-- Input material follows --

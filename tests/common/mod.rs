#![allow(dead_code)]

use std::sync::{Arc, Mutex};
use std::time::Duration;

use async_trait::async_trait;
use axum::{
    body::{self, Body},
    http::{Method, Request},
    response::Response,
    Router,
};
use chrono::Utc;
use invitation_checkout::{
    app_router,
    config::AppConfig,
    db,
    errors::ServiceError,
    gateway::{
        GatewayFailure, GatewayPayment, PaymentGateway, PaymentRequest, XenditGateway,
    },
    handlers::AppServices,
    models::{
        coupon::{self, DiscountType},
        order,
        package,
        payment::{self, PaymentMethod, PaymentStatus},
        CouponModel, OrderModel, PackageModel, PaymentModel,
    },
    services::{
        checkout::StartCheckoutRequest,
        coupon_ledger::CouponLedger,
        coupons::CreateCouponInput,
        reconciler::ReconcileReport,
    },
    webhooks::{signature::sign, SIGNATURE_HEADER},
    AppState,
};
use sea_orm::{ActiveModelTrait, ConnectionTrait, DatabaseConnection, EntityTrait, Set};
use serde_json::{json, Value};
use tempfile::TempDir;
use tokio::task::JoinHandle;
use tower::ServiceExt;
use uuid::Uuid;

pub const WEBHOOK_SECRET: &str = "test-webhook-secret-0123456789abcdef";

/// Gateway double that answers every call with a fixed outcome.
pub struct StubGateway {
    outcome: Mutex<Result<(), GatewayFailure>>,
    pub calls: Mutex<Vec<PaymentRequest>>,
}

impl StubGateway {
    pub fn accepting() -> Self {
        Self {
            outcome: Mutex::new(Ok(())),
            calls: Mutex::new(Vec::new()),
        }
    }

    pub fn failing(failure: GatewayFailure) -> Self {
        Self {
            outcome: Mutex::new(Err(failure)),
            calls: Mutex::new(Vec::new()),
        }
    }

    pub fn call_count(&self) -> usize {
        self.calls.lock().unwrap().len()
    }
}

#[async_trait]
impl PaymentGateway for StubGateway {
    fn source(&self) -> &'static str {
        "stub"
    }

    async fn create_payment(
        &self,
        request: &PaymentRequest,
    ) -> Result<GatewayPayment, GatewayFailure> {
        self.calls.lock().unwrap().push(request.clone());
        let outcome = self.outcome.lock().unwrap().clone();
        outcome.map(|_| GatewayPayment {
            reference: format!("gw-{}", request.correlation_id),
            payment_url: Some(format!("https://pay.test/{}", request.correlation_id)),
            raw: json!({
                "id": format!("gw-{}", request.correlation_id),
                "status": "PENDING",
            }),
        })
    }
}

/// Application state over a throwaway SQLite file migrated by the real migrator.
pub struct TestApp {
    router: Router,
    pub state: AppState,
    pub db: Arc<DatabaseConnection>,
    _dir: TempDir,
}

impl TestApp {
    pub async fn new() -> Self {
        Self::with_gateway(Arc::new(StubGateway::accepting())).await
    }

    pub async fn with_gateway(gateway: Arc<dyn PaymentGateway>) -> Self {
        Self::build(gateway, |_| {}).await
    }

    /// App whose pool holds several connections over a WAL-mode database, so
    /// spawned tasks really do hit the database side by side.
    pub async fn concurrent() -> Self {
        Self::build(Arc::new(StubGateway::accepting()), |cfg| {
            cfg.db_max_connections = 4;
        })
        .await
    }

    /// App wired to the real HTTP gateway client pointed at `base_url`.
    pub async fn with_gateway_url(base_url: &str) -> Self {
        let gateway = XenditGateway::new(
            base_url,
            Some("xnd_test_key".to_string()),
            Duration::from_millis(500),
            3600,
        )
        .expect("gateway client");
        Self::with_gateway(Arc::new(gateway)).await
    }

    pub async fn build(
        gateway: Arc<dyn PaymentGateway>,
        configure: impl FnOnce(&mut AppConfig),
    ) -> Self {
        let dir = tempfile::tempdir().expect("temp dir");
        let db_path = dir.path().join("checkout.db");

        let mut cfg = AppConfig::new(
            format!("sqlite://{}?mode=rwc", db_path.display()),
            "127.0.0.1".to_string(),
            18_080,
            "test".to_string(),
        );
        cfg.db_max_connections = 1;
        cfg.db_min_connections = 1;
        cfg.unique_price_max = 0;
        cfg.public_base_url = "https://invite.test".to_string();
        cfg.payment_webhook_secret = Some(WEBHOOK_SECRET.to_string());
        configure(&mut cfg);

        let pool = db::establish_connection_from_app_config(&cfg)
            .await
            .expect("failed to create test database");
        if cfg.db_max_connections > 1 {
            pool.execute_unprepared("PRAGMA journal_mode=WAL")
                .await
                .expect("enable WAL");
        }
        db::run_migrations(&pool)
            .await
            .expect("failed to run migrations in tests");

        let db = Arc::new(pool);
        let services = AppServices::new(db.clone(), gateway, &cfg);
        let state = AppState {
            db: db.clone(),
            config: cfg,
            services,
        };
        let router = app_router(state.clone());

        Self {
            router,
            state,
            db,
            _dir: dir,
        }
    }

    // ---- seeding ----

    pub async fn seed_package(&self, price: i64) -> PackageModel {
        package::ActiveModel {
            id: Set(Uuid::new_v4()),
            name: Set("Premium invitation".to_string()),
            price: Set(price),
            is_active: Set(true),
            created_at: Set(Utc::now()),
            updated_at: Set(None),
        }
        .insert(&*self.db)
        .await
        .expect("insert package")
    }

    pub async fn seed_coupon(&self, input: CreateCouponInput) -> CouponModel {
        self.state
            .services
            .coupons
            .create_coupon(input)
            .await
            .expect("create coupon")
    }

    pub async fn start_order(
        &self,
        user_id: Uuid,
        package_id: Uuid,
        coupon_code: Option<&str>,
    ) -> OrderModel {
        self.state
            .services
            .checkout
            .start_checkout(StartCheckoutRequest {
                user_id,
                package_id,
                coupon_code: coupon_code.map(str::to_string),
            })
            .await
            .expect("start checkout")
    }

    /// Inserts a pending payment attempt as if the gateway had accepted it.
    pub async fn seed_payment(&self, order: &OrderModel) -> PaymentModel {
        let correlation_id = Uuid::new_v4().to_string();
        payment::ActiveModel {
            id: Set(Uuid::new_v4()),
            order_id: Set(order.id),
            payment_method: Set(PaymentMethod::Invoice),
            payment_channel: Set(None),
            gateway_source: Set("stub".to_string()),
            payment_status: Set(PaymentStatus::Pending),
            transaction_type: Set("order_payment".to_string()),
            amount: Set(order.final_price()),
            currency: Set("IDR".to_string()),
            correlation_id: Set(correlation_id.clone()),
            gateway_reference: Set(Some(format!("inv-{}", correlation_id))),
            payment_url: Set(None),
            callback_response: Set(Some(json!({ "correlation_id": correlation_id }))),
            created_at: Set(Utc::now()),
            updated_at: Set(None),
        }
        .insert(&*self.db)
        .await
        .expect("insert payment")
    }

    // ---- reloading ----

    pub async fn order(&self, id: Uuid) -> OrderModel {
        order::Entity::find_by_id(id)
            .one(&*self.db)
            .await
            .expect("query order")
            .expect("order exists")
    }

    pub async fn payment(&self, id: Uuid) -> PaymentModel {
        payment::Entity::find_by_id(id)
            .one(&*self.db)
            .await
            .expect("query payment")
            .expect("payment exists")
    }

    pub async fn coupon(&self, id: Uuid) -> CouponModel {
        coupon::Entity::find_by_id(id)
            .one(&*self.db)
            .await
            .expect("query coupon")
            .expect("coupon exists")
    }

    pub async fn usage_count_for(&self, coupon_id: Uuid, user_id: Uuid) -> u64 {
        CouponLedger::user_usage_count(&*self.db, coupon_id, user_id)
            .await
            .expect("count usages")
    }

    // ---- webhook deliveries ----

    pub async fn deliver(&self, body: &Value) -> Result<ReconcileReport, ServiceError> {
        let raw = serde_json::to_vec(body).expect("serialize callback");
        let signature = sign(WEBHOOK_SECRET, &raw);
        self.state
            .services
            .reconciler
            .handle(Some(&signature), &raw)
            .await
    }

    /// Signs `body` and applies it on its own task.
    pub fn spawn_delivery(
        &self,
        body: &Value,
    ) -> JoinHandle<Result<ReconcileReport, ServiceError>> {
        let raw = serde_json::to_vec(body).expect("serialize callback");
        let signature = sign(WEBHOOK_SECRET, &raw);
        let reconciler = self.state.services.reconciler.clone();
        tokio::spawn(async move { reconciler.handle(Some(signature.as_str()), &raw).await })
    }

    pub async fn deliver_with_signature(
        &self,
        body: &Value,
        signature: Option<&str>,
    ) -> Result<ReconcileReport, ServiceError> {
        let raw = serde_json::to_vec(body).expect("serialize callback");
        self.state
            .services
            .reconciler
            .handle(signature, &raw)
            .await
    }

    // ---- HTTP ----

    pub fn router(&self) -> Router {
        self.router.clone()
    }

    pub async fn request(&self, method: Method, uri: &str, body: Option<Value>) -> Response {
        let mut builder = Request::builder().method(method).uri(uri);
        let body = match body {
            Some(json) => {
                builder = builder.header("content-type", "application/json");
                Body::from(json.to_string())
            }
            None => Body::empty(),
        };
        self.router
            .clone()
            .oneshot(builder.body(body).expect("request"))
            .await
            .expect("router response")
    }

    pub async fn post_webhook(&self, body: &Value, signature: Option<&str>) -> Response {
        let raw = serde_json::to_vec(body).expect("serialize callback");
        let mut builder = Request::builder()
            .method(Method::POST)
            .uri("/api/v1/payments/webhook")
            .header("content-type", "application/json");
        if let Some(sig) = signature {
            builder = builder.header(SIGNATURE_HEADER, sig);
        }
        self.router
            .clone()
            .oneshot(builder.body(Body::from(raw)).expect("request"))
            .await
            .expect("router response")
    }

    pub fn sign(&self, body: &Value) -> String {
        sign(
            WEBHOOK_SECRET,
            &serde_json::to_vec(body).expect("serialize callback"),
        )
    }
}

/// Coupon input with no limits, windows or allow-lists.
pub fn coupon_input(code: &str, discount_type: DiscountType, value: i64) -> CreateCouponInput {
    CreateCouponInput {
        code: code.to_string(),
        discount_type,
        value,
        minimum_amount: 0,
        maximum_discount: None,
        usage_limit: None,
        user_limit: None,
        starts_at: None,
        expires_at: None,
        applicable_packages: None,
        applicable_users: None,
        is_active: true,
    }
}

/// Invoice-style callback body for `payment` carrying `status`.
pub fn invoice_callback(payment: &PaymentModel, status: &str) -> Value {
    json!({
        "id": payment.gateway_reference,
        "external_id": payment.correlation_id,
        "status": status,
        "amount": payment.amount,
    })
}

pub async fn response_json(response: Response) -> Value {
    let bytes = body::to_bytes(response.into_body(), usize::MAX)
        .await
        .expect("response body bytes");
    serde_json::from_slice(&bytes).expect("json response")
}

-- Input material concluded --

__Instructions for the task__. Read the listing. Copy each line that has the word "PaymentMethod" in it.

__Your solution__.
        payment::{self, PaymentMethod, PaymentStatus},
            payment_method: Set(PaymentMethod::Invoice),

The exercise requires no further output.